- Born: Nuryn Sanlley Pou September 18, 1952 Santo Domingo, Dominican Republic
- Died: April 30, 2012 (aged 59) Santo Domingo, Dominican Republic
- Other name: La Pinky
- Education: Teatro Nacional Eduardo Brito
- Spouse: Edgar Peña
- Children: Catherine Dianne, Yelitza Haimara, Edgar Alejandro
- Relatives: Irvin Alberti (son-in-law, married to Yelitza Haimara)

Comedy career
- Years active: 19??–2011
- Medium: Fictional character Television Stand-up
- Genre: Comedy
- Subjects: Character comedy Talent show

= Nuryn Sanlley =

Nuryn Sanlley Pou (known as La Pinky, September 18, 1952 – April 30, 2012) was a Dominican character and comic actress, best known for her popular character La Pinky, who for more than 25 years was part of the lives of Dominican children.

She died from a brain tumor on the night of April 30, 2012.

==Biography==
Sanlley was the daughter of Tomás José Sanlley Gómez and Nury Amada Pou Ortiz; from her childhood she loved the acting and singing. Finally in the 70s she began to practice as an actress and singer, participated in programs including El Show del Medio Día beside Roberto Salcedo and Freddy Beras Goico. She retired from the national art media to devote to their children and what became her most famous character, but continued her acting career.

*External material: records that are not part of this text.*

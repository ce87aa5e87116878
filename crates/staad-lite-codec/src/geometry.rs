// This Source Code Form is subject to the terms of the Mozilla Public
// License, v. 2.0. If a copy of the MPL was not distributed with this
// file, You can obtain one at https://mozilla.org/MPL/2.0/.

//! Extractors for the geometry sections: `JOINT COORDINATES`,
//! `MEMBER INCIDENCES`, `ELEMENT INCIDENCES SHELL` and group definitions
//!
//! Coordinate and incidence rows may carry several `;`-separated records per
//! physical line, and tolerate a leading type tag before the id.

use crate::cursor::{require_f64, require_u32, starts_numeric, LineCursor};
use crate::ranges::expand_ids;
use staad_lite_model::{
    CodecError, Group, GroupKind, GroupMembers, JointId, MemberIncidence, Result, ShapeId,
    ShellIncidence, StdDocument, Vec3,
};

/// Read `JOINT COORDINATES` rows until the first non-numeric line.
pub fn read_joints(cur: &mut LineCursor, doc: &mut StdDocument) -> Result<()> {
    const SECTION: &str = "JOINT COORDINATES";
    while let Some(line) = cur.take_if(starts_numeric) {
        for record in line.split(';') {
            let toks: Vec<&str> = record.split_whitespace().collect();
            if toks.is_empty() {
                continue;
            }
            // A 5-token record carries a leading type tag before the id
            let base = match toks.len() {
                4 => 0,
                5 => 1,
                _ => return Err(CodecError::malformed(SECTION, line)),
            };
            let id = require_u32(toks[base], SECTION, line)?;
            let x = require_f64(toks[base + 1], SECTION, line)?;
            let y = require_f64(toks[base + 2], SECTION, line)?;
            let z = require_f64(toks[base + 3], SECTION, line)?;
            doc.joints.insert(JointId(id), Vec3::new(x, y, z));
        }
    }
    Ok(())
}

/// Read `MEMBER INCIDENCES` rows. Duplicate ids overwrite silently, matching
/// the format's redefinition semantics.
pub fn read_members(cur: &mut LineCursor, doc: &mut StdDocument) -> Result<()> {
    const SECTION: &str = "MEMBER INCIDENCES";
    while let Some(line) = cur.take_if(starts_numeric) {
        for record in line.split(';') {
            let toks: Vec<&str> = record.split_whitespace().collect();
            if toks.is_empty() {
                continue;
            }
            let base = match toks.len() {
                3 => 0,
                4 => 1,
                _ => return Err(CodecError::malformed(SECTION, line)),
            };
            let id = require_u32(toks[base], SECTION, line)?;
            let start = require_u32(toks[base + 1], SECTION, line)?;
            let end = require_u32(toks[base + 2], SECTION, line)?;
            doc.members.insert(
                ShapeId(id),
                MemberIncidence::new(JointId(start), JointId(end)),
            );
        }
    }
    Ok(())
}

/// Read `ELEMENT INCIDENCES SHELL` rows, distinguishing triangles from
/// quadrilaterals by token count.
pub fn read_shells(cur: &mut LineCursor, doc: &mut StdDocument) -> Result<()> {
    const SECTION: &str = "ELEMENT INCIDENCES SHELL";
    while let Some(line) = cur.take_if(starts_numeric) {
        for record in line.split(';') {
            let toks: Vec<&str> = record.split_whitespace().collect();
            if toks.is_empty() {
                continue;
            }
            if toks.len() != 4 && toks.len() != 5 {
                return Err(CodecError::malformed(SECTION, line));
            }
            let id = require_u32(toks[0], SECTION, line)?;
            let mut nodes = Vec::with_capacity(toks.len() - 1);
            for tok in &toks[1..] {
                nodes.push(JointId(require_u32(tok, SECTION, line)?));
            }
            doc.shells.insert(ShapeId(id), ShellIncidence::new(nodes));
        }
    }
    Ok(())
}

/// Read a `START GROUP DEFINITION` block up to its end marker.
pub fn read_groups(cur: &mut LineCursor, doc: &mut StdDocument) -> Result<()> {
    const SECTION: &str = "GROUP DEFINITION";
    while let Some(line) = cur.peek() {
        if line == "END GROUP DEFINITION" {
            cur.advance();
            break;
        }
        let Some(kind) = GroupKind::parse(line) else {
            cur.advance();
            continue;
        };
        cur.advance();
        while let Some(group_line) = cur.take_if(|l| l.starts_with('_')) {
            let mut toks = group_line.split_whitespace();
            let name = toks
                .next()
                .map(|t| t.trim_start_matches('_').to_string())
                .unwrap_or_default();
            let ids = expand_ids(toks)
                .ok_or_else(|| CodecError::malformed(SECTION, group_line))?;
            insert_group(doc, kind, name, ids);
        }
    }
    Ok(())
}

/// Merge ids into an existing group of the same name and kind, or add one.
fn insert_group(doc: &mut StdDocument, kind: GroupKind, name: String, ids: Vec<u32>) {
    if let Some(group) = doc
        .groups
        .iter_mut()
        .find(|g| g.kind == kind && g.name == name)
    {
        match &mut group.members {
            GroupMembers::Joints(list) => list.extend(ids.into_iter().map(JointId)),
            GroupMembers::Shapes(list) => list.extend(ids.into_iter().map(ShapeId)),
        }
        return;
    }
    let members = match kind {
        GroupKind::Joint => GroupMembers::Joints(ids.into_iter().map(JointId).collect()),
        _ => GroupMembers::Shapes(ids.into_iter().map(ShapeId).collect()),
    };
    doc.groups.push(Group {
        name,
        kind,
        members,
    });
}

#[cfg(test)]
mod tests {
    use super::*;

    fn lines(src: &[&str]) -> Vec<String> {
        src.iter().map(|s| s.to_string()).collect()
    }

    #[test]
    fn joint_records_split_on_semicolons() {
        let lines = lines(&["3 1.000 2.000 0.000; 4 0.000 0.000 3.500;", "SUPPORTS"]);
        let mut cur = LineCursor::new(&lines);
        let mut doc = StdDocument::default();
        read_joints(&mut cur, &mut doc).unwrap();
        assert_eq!(doc.joints[&JointId(3)], Vec3::new(1.0, 2.0, 0.0));
        assert_eq!(doc.joints[&JointId(4)], Vec3::new(0.0, 0.0, 3.5));
        // Cursor stops at the next section header
        assert_eq!(cur.peek(), Some("SUPPORTS"));
    }

    #[test]
    fn five_token_joint_rows_skip_the_type_tag() {
        let lines = lines(&["1 7 0.000 1.000 0.000;"]);
        let mut cur = LineCursor::new(&lines);
        let mut doc = StdDocument::default();
        read_joints(&mut cur, &mut doc).unwrap();
        assert_eq!(doc.joints[&JointId(7)], Vec3::new(0.0, 1.0, 0.0));
    }

    #[test]
    fn member_redefinition_wins_last() {
        let lines = lines(&["1 1 2; 1 2 3;"]);
        let mut cur = LineCursor::new(&lines);
        let mut doc = StdDocument::default();
        read_members(&mut cur, &mut doc).unwrap();
        assert_eq!(doc.members[&ShapeId(1)].start, JointId(2));
        assert_eq!(doc.members[&ShapeId(1)].end, JointId(3));
    }

    #[test]
    fn shells_by_token_count() {
        let lines = lines(&["10 1 2 3; 11 1 2 3 4;"]);
        let mut cur = LineCursor::new(&lines);
        let mut doc = StdDocument::default();
        read_shells(&mut cur, &mut doc).unwrap();
        assert!(doc.shells[&ShapeId(10)].is_triangle());
        assert!(doc.shells[&ShapeId(11)].is_quad());
    }

    #[test]
    fn malformed_coordinate_row_is_fatal() {
        let lines = lines(&["3 1.000 abc 0.000;"]);
        let mut cur = LineCursor::new(&lines);
        let mut doc = StdDocument::default();
        assert!(read_joints(&mut cur, &mut doc).is_err());
    }

    #[test]
    fn groups_by_section_kind() {
        let lines = lines(&[
            "JOINT",
            "_BASE 1 TO 3",
            "GEOMETRY",
            "_COLUMNS 1 2 5",
            "END GROUP DEFINITION",
            "FINISH",
        ]);
        let mut cur = LineCursor::new(&lines);
        let mut doc = StdDocument::default();
        read_groups(&mut cur, &mut doc).unwrap();
        assert_eq!(doc.groups.len(), 2);
        assert_eq!(doc.groups[0].kind, GroupKind::Joint);
        assert_eq!(
            doc.groups[0].members,
            GroupMembers::Joints(vec![JointId(1), JointId(2), JointId(3)])
        );
        assert_eq!(doc.groups[1].kind, GroupKind::Geometry);
        assert_eq!(cur.peek(), Some("FINISH"));
    }
}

La Pinky was a celebrity since she was an eight-year-old girl, starring Nuryn Sanlley for generations and was part of children's entertainment in the Dominican Republic. It was presented more than 23 times in the Teatro Nacional Eduardo Brito (once per year) which was supported by thousands of children, and had a segment on the Sunday variety program El Gordo de la Semana Freddy Beras-Goico. It was characterized by using a red dress with white dots with an unusual make-up.